• _What the task asks_
Among the records below, which lines contain the string "text"? Report them.

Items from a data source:
-- Opening Marker --
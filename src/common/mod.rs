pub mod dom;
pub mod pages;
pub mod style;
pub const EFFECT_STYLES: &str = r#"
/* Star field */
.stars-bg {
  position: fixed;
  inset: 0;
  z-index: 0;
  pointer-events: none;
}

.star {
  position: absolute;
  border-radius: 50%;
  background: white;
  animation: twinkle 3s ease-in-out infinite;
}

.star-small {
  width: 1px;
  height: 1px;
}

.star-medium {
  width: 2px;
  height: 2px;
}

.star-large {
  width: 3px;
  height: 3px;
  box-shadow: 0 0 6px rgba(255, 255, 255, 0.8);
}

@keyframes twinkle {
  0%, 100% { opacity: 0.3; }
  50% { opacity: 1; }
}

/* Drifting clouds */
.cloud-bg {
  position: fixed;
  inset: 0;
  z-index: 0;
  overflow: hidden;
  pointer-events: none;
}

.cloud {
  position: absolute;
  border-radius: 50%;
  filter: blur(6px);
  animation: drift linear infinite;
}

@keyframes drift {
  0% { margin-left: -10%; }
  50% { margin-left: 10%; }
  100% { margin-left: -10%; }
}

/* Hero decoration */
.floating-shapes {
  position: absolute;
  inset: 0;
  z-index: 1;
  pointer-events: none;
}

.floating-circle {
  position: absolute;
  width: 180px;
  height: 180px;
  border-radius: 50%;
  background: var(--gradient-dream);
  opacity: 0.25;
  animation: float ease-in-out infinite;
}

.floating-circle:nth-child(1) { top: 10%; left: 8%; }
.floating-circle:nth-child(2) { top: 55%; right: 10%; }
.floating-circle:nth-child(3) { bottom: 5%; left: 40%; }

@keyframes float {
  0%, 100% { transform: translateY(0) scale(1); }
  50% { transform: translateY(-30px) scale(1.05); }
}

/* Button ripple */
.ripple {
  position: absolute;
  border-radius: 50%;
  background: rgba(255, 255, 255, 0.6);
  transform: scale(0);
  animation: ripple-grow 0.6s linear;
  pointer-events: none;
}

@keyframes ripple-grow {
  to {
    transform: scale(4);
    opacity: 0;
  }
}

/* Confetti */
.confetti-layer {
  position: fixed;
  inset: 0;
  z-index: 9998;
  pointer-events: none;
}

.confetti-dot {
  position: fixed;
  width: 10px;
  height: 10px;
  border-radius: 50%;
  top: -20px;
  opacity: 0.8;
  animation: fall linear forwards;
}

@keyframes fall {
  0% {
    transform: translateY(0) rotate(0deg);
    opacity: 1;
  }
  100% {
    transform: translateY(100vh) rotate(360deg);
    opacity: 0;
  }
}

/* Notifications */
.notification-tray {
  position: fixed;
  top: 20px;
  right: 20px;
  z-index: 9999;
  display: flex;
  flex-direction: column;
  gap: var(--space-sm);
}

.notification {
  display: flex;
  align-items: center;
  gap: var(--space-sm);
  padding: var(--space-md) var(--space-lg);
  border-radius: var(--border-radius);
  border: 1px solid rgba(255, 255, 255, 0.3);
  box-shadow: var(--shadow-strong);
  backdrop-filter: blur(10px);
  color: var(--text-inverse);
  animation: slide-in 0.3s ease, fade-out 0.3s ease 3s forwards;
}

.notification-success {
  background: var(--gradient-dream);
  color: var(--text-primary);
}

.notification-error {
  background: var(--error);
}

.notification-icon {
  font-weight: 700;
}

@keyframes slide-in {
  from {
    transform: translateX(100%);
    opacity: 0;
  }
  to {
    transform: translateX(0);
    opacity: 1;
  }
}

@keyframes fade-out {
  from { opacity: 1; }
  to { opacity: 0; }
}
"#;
-- Closing Marker --
• _Task result_
  color: var(--text-inverse);
  color: var(--text-primary);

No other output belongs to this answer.